So one day, kinda outta the blue, I decided to attend Easter mass at Good Shepherd Catholic Church. I hadn't been to mass in over 30 years. I arrived late so I stood in the very back. For whatever reason I glanced up at the massive dome & there it was; plain as day; my square on a sphere! I was utterly flabbergasted. Needless to say, as soon as mass was over I rushed home to see what I could find out about this on the Internet. It wasn't long before I found that my square on a sphere had a name; it was called a sail vault. I examined hundreds of images of this unique structure & found that if I viewed it from a great enough height it would resemble a perfect inscribed square. And if I were to lay on my back in the middle of the Church & stare straight up at it, I’d see my hypocycloid staring right back down on me. Compare Diagram #15 (the hypocycloid) with Diagram #16. This event was a huge turning point in my research. My mission was back on track. Information began pouring in faster than I could process it. I began inscribing Bicylinders & Tricylinders inside spheres. I found that these objects carve out perfect circles on the sphere's surface identical to those we've been discussing. When viewing the inscribed Bicylinder from directly above, the curvature of each of its four openings could not be detected; much like looking at four paper plates sideways; and the four tangent circles appeared to be a perfect square (just like the Red Square in previous diagrams). Later, I would study their respective Steinmetz Solids; which led me to investigate groin vaults & polygonal domes. I then began plucking different squares from my three sets of isometric drawings & projecting them onto different spheres. And the Golden Mean just fell outta the sky. Seriously. I wasn’t even looking for this or trying to square the circle from this angle. I found that certain squares were in Golden Ratio with certain circles and before I knew it, the method for squaring the circle depicted in Part Three of this demonstration was right there on the sheet of paper lying before me. I know it may sound incredible, but it’s almost as if I didn’t even draw it myself.

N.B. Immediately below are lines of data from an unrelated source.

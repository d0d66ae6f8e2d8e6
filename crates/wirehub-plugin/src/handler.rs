//! Handler records — a name, a priority, and a bound async callable.

use std::sync::Arc;
use std::time::Duration;

use futures::future::BoxFuture;
use glob::Pattern;
use serde::Serialize;
use tracing::debug;

use wirehub_core::{AppError, AppResult};

use crate::gate::ConditionGate;
use crate::payload::EventPayload;

/// Boxed future returned by a handler invocation.
pub type HandlerFuture = BoxFuture<'static, AppResult<serde_json::Value>>;

/// The bound callable of a handler record.
///
/// Synchronous handlers return a ready future; asynchronous handlers a real
/// one. Both are driven on the host runtime under the dispatch deadline.
pub type HandlerFn = Arc<dyn Fn(EventPayload) -> HandlerFuture + Send + Sync>;

/// Which bus a handler is registered on.
#[derive(Debug, Clone, Copy, PartialEq, Eq, Serialize)]
#[serde(rename_all = "snake_case")]
pub enum HandlerKind {
    /// Publish/subscribe broadcast.
    Event,
    /// Request-for-service.
    Action,
}

/// A handler registered against an event or action name with a priority.
///
/// Immutable once collected at plugin load time. Lower priority values run
/// earlier; ties are broken by insertion order.
#[derive(Clone)]
pub struct HandlerRecord {
    /// Bus this handler is registered on.
    pub kind: HandlerKind,
    /// Registered name; glob-matched case-sensitively against fired names.
    pub name: String,
    /// Execution priority (lower = runs earlier).
    pub priority: i32,
    /// Name of the plugin that contributed this handler. Set at load time.
    pub plugin: String,
    /// Compiled glob pattern; `None` means the name is matched literally.
    pattern: Option<Pattern>,
    /// Optional dispatch constraint.
    gate: Option<ConditionGate>,
    /// The bound callable.
    func: HandlerFn,
}

impl HandlerRecord {
    /// Creates a handler record from an async closure.
    pub fn new<F, Fut>(kind: HandlerKind, name: &str, priority: i32, func: F) -> Self
    where
        F: Fn(EventPayload) -> Fut + Send + Sync + 'static,
        Fut: std::future::Future<Output = AppResult<serde_json::Value>> + Send + 'static,
    {
        Self {
            kind,
            name: name.to_string(),
            priority,
            plugin: String::new(),
            pattern: Pattern::new(name).ok(),
            gate: None,
            func: Arc::new(move |payload| Box::pin(func(payload))),
        }
    }

    /// Creates an event handler record.
    pub fn event<F, Fut>(name: &str, priority: i32, func: F) -> Self
    where
        F: Fn(EventPayload) -> Fut + Send + Sync + 'static,
        Fut: std::future::Future<Output = AppResult<serde_json::Value>> + Send + 'static,
    {
        Self::new(HandlerKind::Event, name, priority, func)
    }

    /// Creates an action handler record.
    pub fn action<F, Fut>(name: &str, priority: i32, func: F) -> Self
    where
        F: Fn(EventPayload) -> Fut + Send + Sync + 'static,
        Fut: std::future::Future<Output = AppResult<serde_json::Value>> + Send + 'static,
    {
        Self::new(HandlerKind::Action, name, priority, func)
    }

    /// Attaches a condition gate to this handler.
    pub fn with_gate(mut self, gate: ConditionGate) -> Self {
        self.gate = Some(gate);
        self
    }

    /// Stamps the owning plugin's name onto this record.
    pub(crate) fn owned_by(mut self, plugin: &str) -> Self {
        self.plugin = plugin.to_string();
        self
    }

    /// Returns whether this handler's registered name matches a fired name.
    ///
    /// Matching is case-sensitive glob; a registered name that is not a
    /// valid pattern is compared literally.
    pub fn matches(&self, fired: &str) -> bool {
        match &self.pattern {
            Some(pattern) => pattern.matches(fired),
            None => self.name == fired,
        }
    }

    /// Invokes the handler under the given deadline.
    ///
    /// Returns `Ok(None)` when the gate declined, `Ok(Some(value))` when the
    /// handler ran, and an error when the handler failed or timed out.
    pub async fn invoke(
        &self,
        payload: EventPayload,
        deadline: Duration,
    ) -> AppResult<Option<serde_json::Value>> {
        if let Some(gate) = &self.gate
            && !gate.check(&self.name, &payload)
        {
            return Ok(None);
        }

        debug!(
            handler = %self.name,
            plugin = %self.plugin,
            priority = self.priority,
            "Invoking handler"
        );

        match tokio::time::timeout(deadline, (self.func)(payload)).await {
            Ok(result) => result.map(Some),
            Err(_) => Err(AppError::timeout(format!(
                "handler '{}' of plugin '{}' timed out after {}s",
                self.name,
                self.plugin,
                deadline.as_secs()
            ))),
        }
    }
}

impl std::fmt::Debug for HandlerRecord {
    fn fmt(&self, f: &mut std::fmt::Formatter<'_>) -> std::fmt::Result {
        f.debug_struct("HandlerRecord")
            .field("kind", &self.kind)
            .field("name", &self.name)
            .field("priority", &self.priority)
            .field("plugin", &self.plugin)
            .field("gated", &self.gate.is_some())
            .finish()
    }
}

Ya know: It’s funny: It seems like I learned nearly everything I know about this problem in reverse. It's as if I slipped in through the back door. It was like the popular game show Jeopardy; where the contestants are given the answer & then challenged to frame the appropriate question to match it. You'd think I had started with the pendentive dome and then worked my way backwards; especially considering the fact that it represents the squaring of the circle and/or the Incarnation of the Son of God. (This is what surprises me the most. Why hasn't somebody already done this?) Anyway, as unbelievable as it may sound, I had absolutely no idea that this math problem had such a deeply spiritual side to it. As far as I was concerned the only spiritual aspect of it was that a guy asserted God Himself couldn’t do it. It wasn’t until that Easter morning a couple years ago that I realized it had so many spiritual implications.

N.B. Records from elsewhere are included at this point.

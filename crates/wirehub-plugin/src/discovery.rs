//! Filesystem plugin discovery.
//!
//! Walks one or more source locations and produces unloaded descriptors.
//! A file is a candidate iff its extension matches the configured source
//! extension, its name is not private-prefixed (`_`, except the designated
//! entry-point file name), and its name does not carry the `.example`
//! marker. A directory containing the entry-point file is itself a plugin;
//! other directories are recursed into when recursion is enabled.
//!
//! Derived names are dotted relative paths: `a/b/c.so` under a source root
//! becomes `a.b.c`, and the entry-point file in directory `a/b` names the
//! plugin `a.b`. Blacklist patterns are checked first; a non-empty
//! whitelist must then match (an empty whitelist admits everything not
//! blacklisted).

use std::path::{Path, PathBuf};

use glob::Pattern;
use tracing::{debug, warn};

use wirehub_core::config::plugins::PluginsConfig;

use crate::descriptor::PluginDescriptor;

/// Marker excluding sample files from discovery: `name.example.<ext>`.
const EXAMPLE_MARKER: &str = "example";

/// Prefix excluding private files from discovery.
const PRIVATE_PREFIX: char = '_';

/// Returns whether a plugin name should be ignored.
///
/// Blacklist wins over whitelist; an empty whitelist admits every name not
/// blacklisted. Matching is case-sensitive glob.
pub fn should_ignore(name: &str, whitelist: &[String], blacklist: &[String]) -> bool {
    if matches_any(name, blacklist) {
        return true;
    }
    if whitelist.is_empty() {
        return false;
    }
    !matches_any(name, whitelist)
}

fn matches_any(name: &str, patterns: &[String]) -> bool {
    patterns.iter().any(|p| match Pattern::new(p) {
        Ok(pattern) => pattern.matches(name),
        Err(e) => {
            warn!(pattern = %p, error = %e, "Ignoring invalid filter pattern");
            false
        }
    })
}

/// Walks source locations and produces unloaded plugin descriptors.
#[derive(Debug, Clone)]
pub struct PluginLoader {
    sources: Vec<PathBuf>,
    recursive: bool,
    whitelist: Vec<String>,
    blacklist: Vec<String>,
    search_paths: Vec<PathBuf>,
    extension: String,
    entry_point: String,
}

impl PluginLoader {
    /// Creates a loader over the given source locations.
    pub fn new(sources: Vec<PathBuf>) -> Self {
        Self {
            sources,
            recursive: true,
            whitelist: Vec::new(),
            blacklist: Vec::new(),
            search_paths: Vec::new(),
            extension: std::env::consts::DLL_EXTENSION.to_string(),
            entry_point: format!("plugin.{}", std::env::consts::DLL_EXTENSION),
        }
    }

    /// Creates a loader from the plugin configuration section.
    pub fn from_config(config: &PluginsConfig) -> Self {
        Self {
            sources: config.sources.iter().map(PathBuf::from).collect(),
            recursive: config.recursive,
            whitelist: config.whitelist.clone(),
            blacklist: config.blacklist.clone(),
            search_paths: config.search_paths.iter().map(PathBuf::from).collect(),
            extension: config.extension.clone(),
            entry_point: config.entry_point.clone(),
        }
    }

    /// Sets whether directories are searched recursively.
    pub fn recursive(mut self, recursive: bool) -> Self {
        self.recursive = recursive;
        self
    }

    /// Sets the whitelist patterns.
    pub fn whitelist(mut self, patterns: Vec<String>) -> Self {
        self.whitelist = patterns;
        self
    }

    /// Sets the blacklist patterns.
    pub fn blacklist(mut self, patterns: Vec<String>) -> Self {
        self.blacklist = patterns;
        self
    }

    /// Sets additional library search paths handed to each descriptor.
    pub fn search_paths(mut self, paths: Vec<PathBuf>) -> Self {
        self.search_paths = paths;
        self
    }

    /// Overrides the source extension (without the leading dot).
    pub fn extension(mut self, extension: &str) -> Self {
        self.extension = extension.to_string();
        self
    }

    /// Overrides the entry-point file name.
    pub fn entry_point(mut self, entry_point: &str) -> Self {
        self.entry_point = entry_point.to_string();
        self
    }

    /// Discovers plugins under every source location.
    ///
    /// Returns one unloaded descriptor per admitted candidate.
    pub fn discover(&self) -> Vec<PluginDescriptor> {
        let mut descriptors = Vec::new();

        for source in &self.sources {
            if source.is_dir() {
                self.walk_dir(source, source, &mut descriptors);
            } else if source.is_file() {
                let root = source.parent().unwrap_or(Path::new("")).to_path_buf();
                self.consider_file(source, &root, &mut descriptors);
            } else {
                warn!(
                    source = %source.display(),
                    "Skipping plugin source that is neither file nor directory"
                );
            }
        }

        descriptors
    }

    fn walk_dir(&self, dir: &Path, root: &Path, out: &mut Vec<PluginDescriptor>) {
        let entries = match std::fs::read_dir(dir) {
            Ok(entries) => entries,
            Err(e) => {
                warn!(dir = %dir.display(), error = %e, "Failed to read plugin directory");
                return;
            }
        };

        let mut paths: Vec<PathBuf> = entries
            .filter_map(|entry| entry.ok().map(|e| e.path()))
            .collect();
        paths.sort();

        for path in paths {
            if path.is_file() {
                self.consider_file(&path, root, out);
            } else if path.is_dir() {
                // Private-prefixed directories are skipped entirely.
                if path
                    .file_name()
                    .and_then(|n| n.to_str())
                    .is_some_and(|n| n.starts_with(PRIVATE_PREFIX))
                {
                    continue;
                }
                if path.join(&self.entry_point).is_file() {
                    // The directory is a plugin of its own.
                    self.admit(&path.join(&self.entry_point), &path, root, out);
                } else if self.recursive {
                    self.walk_dir(&path, root, out);
                }
            } else {
                warn!(
                    path = %path.display(),
                    "Skipping plugin candidate that is neither file nor directory"
                );
            }
        }
    }

    fn consider_file(&self, file: &Path, root: &Path, out: &mut Vec<PluginDescriptor>) {
        let Some(file_name) = file.file_name().and_then(|n| n.to_str()) else {
            return;
        };

        if file.extension().and_then(|e| e.to_str()) != Some(self.extension.as_str()) {
            return;
        }

        // Private-prefixed files are skipped, except the entry point.
        if file_name.starts_with(PRIVATE_PREFIX) && file_name != self.entry_point {
            return;
        }

        // Sample files (`name.example.<ext>`) are never plugins.
        if let Some(stem) = file.file_stem().and_then(|s| s.to_str())
            && stem
                .rsplit('.')
                .next()
                .is_some_and(|marker| marker == EXAMPLE_MARKER)
        {
            return;
        }

        if file_name == self.entry_point {
            // Entry-point file: the containing directory is the plugin.
            let Some(parent) = file.parent() else {
                return;
            };
            self.admit(file, parent, root, out);
        } else {
            self.admit(file, &file.with_extension(""), root, out);
        }
    }

    /// Derives the dotted name for `named_as` relative to `root` and, when
    /// admitted by the filters, pushes a descriptor for `file`.
    fn admit(&self, file: &Path, named_as: &Path, root: &Path, out: &mut Vec<PluginDescriptor>) {
        let relative = named_as.strip_prefix(root).unwrap_or(named_as);
        let name = dotted_name(relative);

        if name.is_empty() {
            warn!(file = %file.display(), "Skipping plugin with empty derived name");
            return;
        }

        if should_ignore(&name, &self.whitelist, &self.blacklist) {
            debug!(plugin = %name, "Plugin excluded by whitelist/blacklist");
            return;
        }

        debug!(plugin = %name, file = %file.display(), "Discovered plugin");
        out.push(PluginDescriptor::discovered(
            &name,
            file.to_path_buf(),
            self.search_paths.clone(),
        ));
    }
}

/// Joins path components with dots: `a/b/c` becomes `a.b.c`.
fn dotted_name(path: &Path) -> String {
    path.components()
        .filter_map(|c| c.as_os_str().to_str())
        .collect::<Vec<_>>()
        .join(".")
        .trim_matches('.')
        .to_string()
}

**Hypocycloid: Here is a diagram of a unique kind of hypocycloid; also known as an astroid (not asteroid). This, along with the Golden Mean, was the center of my attention for the first several years. This particular hypocycloid totally fascinated me & opened many doors for me. When a circle is inscribed within a square, the hypocycloid consists of all that area lying outside the circle but inside the square. It is the four curved shapes at the four corners. When folded inwardly to the center they come together to produce the single shape that is the hypocycloid. I knew it was important right away because:**

__Diagram #15__:(1). It had many properties of a square, yet it was comprised of nothing but curves.

(2). The length of it's perimeter was exactly equal to the length of the circumference of the inscribed circle.

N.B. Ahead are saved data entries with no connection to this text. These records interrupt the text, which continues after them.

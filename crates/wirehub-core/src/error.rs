//! Unified application error types for Wirehub.
//!
//! All crates map their internal errors into [`AppError`] for consistent
//! propagation through the ? operator.

use std::fmt;
use thiserror::Error;

/// Top-level error kind categorization used across the entire application.
#[derive(Debug, Clone, Copy, PartialEq, Eq, Hash, serde::Serialize, serde::Deserialize)]
pub enum ErrorKind {
    /// The requested resource (plugin, route, handler) was not found.
    NotFound,
    /// The presented credential was missing or rejected.
    Forbidden,
    /// Input validation failed.
    Validation,
    /// A conflict occurred (duplicate plugin name, concurrent modification).
    Conflict,
    /// A plugin failed to load or misbehaved.
    Plugin,
    /// A handler exceeded its dispatch deadline.
    Timeout,
    /// A configuration error occurred.
    Configuration,
    /// A serialization/deserialization error occurred.
    Serialization,
    /// An internal error occurred.
    Internal,
}

impl fmt::Display for ErrorKind {
    fn fmt(&self, f: &mut fmt::Formatter<'_>) -> fmt::Result {
        match self {
            Self::NotFound => write!(f, "NOT_FOUND"),
            Self::Forbidden => write!(f, "FORBIDDEN"),
            Self::Validation => write!(f, "VALIDATION"),
            Self::Conflict => write!(f, "CONFLICT"),
            Self::Plugin => write!(f, "PLUGIN"),
            Self::Timeout => write!(f, "TIMEOUT"),
            Self::Configuration => write!(f, "CONFIGURATION"),
            Self::Serialization => write!(f, "SERIALIZATION"),
            Self::Internal => write!(f, "INTERNAL"),
        }
    }
}

/// The unified application error used throughout Wirehub.
///
/// All crate-specific errors are mapped into `AppError` using `From` impls
/// or explicit `.map_err()` calls. This provides a single error type for
/// the entire application boundary.
#[derive(Debug, Error)]
#[error("{kind}: {message}")]
pub struct AppError {
    /// The category of error.
    pub kind: ErrorKind,
    /// A human-readable error message.
    pub message: String,
    /// Optional underlying cause.
    #[source]
    pub source: Option<Box<dyn std::error::Error + Send + Sync>>,
}

impl AppError {
    /// Create a new application error.
    pub fn new(kind: ErrorKind, message: impl Into<String>) -> Self {
        Self {
            kind,
            message: message.into(),
            source: None,
        }
    }

    /// Create a new application error with an underlying cause.
    pub fn with_source(
        kind: ErrorKind,
        message: impl Into<String>,
        source: impl std::error::Error + Send + Sync + 'static,
    ) -> Self {
        Self {
            kind,
            message: message.into(),
            source: Some(Box::new(source)),
        }
    }

    /// Create a not-found error.
    pub fn not_found(message: impl Into<String>) -> Self {
        Self::new(ErrorKind::NotFound, message)
    }

    /// Create a forbidden error.
    pub fn forbidden(message: impl Into<String>) -> Self {
        Self::new(ErrorKind::Forbidden, message)
    }

    /// Create a validation error.
    pub fn validation(message: impl Into<String>) -> Self {
        Self::new(ErrorKind::Validation, message)
    }

    /// Create a conflict error.
    pub fn conflict(message: impl Into<String>) -> Self {
        Self::new(ErrorKind::Conflict, message)
    }

    /// Create a plugin error.
    pub fn plugin(message: impl Into<String>) -> Self {
        Self::new(ErrorKind::Plugin, message)
    }

    /// Create a timeout error.
    pub fn timeout(message: impl Into<String>) -> Self {
        Self::new(ErrorKind::Timeout, message)
    }

    /// Create a configuration error.
    pub fn configuration(message: impl Into<String>) -> Self {
        Self::new(ErrorKind::Configuration, message)
    }

    /// Create an internal error.
    pub fn internal(message: impl Into<String>) -> Self {
        Self::new(ErrorKind::Internal, message)
    }
}

impl Clone for AppError {
    fn clone(&self) -> Self {
        Self {
            kind: self.kind,
            message: self.message.clone(),
            source: None,
        }
    }
}

impl From<serde_json::Error> for AppError {
    fn from(err: serde_json::Error) -> Self {
        Self::with_source(
            ErrorKind::Serialization,
            format!("JSON serialization error: {err}"),
            err,
        )
    }
}

impl From<std::io::Error> for AppError {
    fn from(err: std::io::Error) -> Self {
        Self::with_source(ErrorKind::Internal, format!("I/O error: {err}"), err)
    }
}

impl From<config::ConfigError> for AppError {
    fn from(err: config::ConfigError) -> Self {
        Self::with_source(
            ErrorKind::Configuration,
            format!("Configuration error: {err}"),
            err,
        )
    }
}

impl From<glob::PatternError> for AppError {
    fn from(err: glob::PatternError) -> Self {
        Self::with_source(
            ErrorKind::Validation,
            format!("Invalid glob pattern: {err}"),
            err,
        )
    }
}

(3). Although comprised solely of curves its area could be added to other shapes comprised solely of curves to attain an area exactly equal to a shape comprised solely of straight lines; namely a square. For example: One Hypocycloid + One Circle = One Square. Also, Two Hypocycloids + Four Vesica Pisces = One Square.

Due to its name (Gr. astroid; "Star"), I used to refer to it as the Star of David. But since it became the key to unlocking this mystery, I now call it the Key of David. For the first few years I couldn't figure out where the hypocycloid fit in. But now I know. It can be used to rectify the circle exactly. I’ve also heard that the hypocycloid squares the circle hyperbolically in the Poincare Disk. That certainly wouldn’t surprise me. M.C. Escher offers a superb rendition of it in his artwork (Circle Limit III). Please turn to the next diagram to see how this shape relates to the subject at hand.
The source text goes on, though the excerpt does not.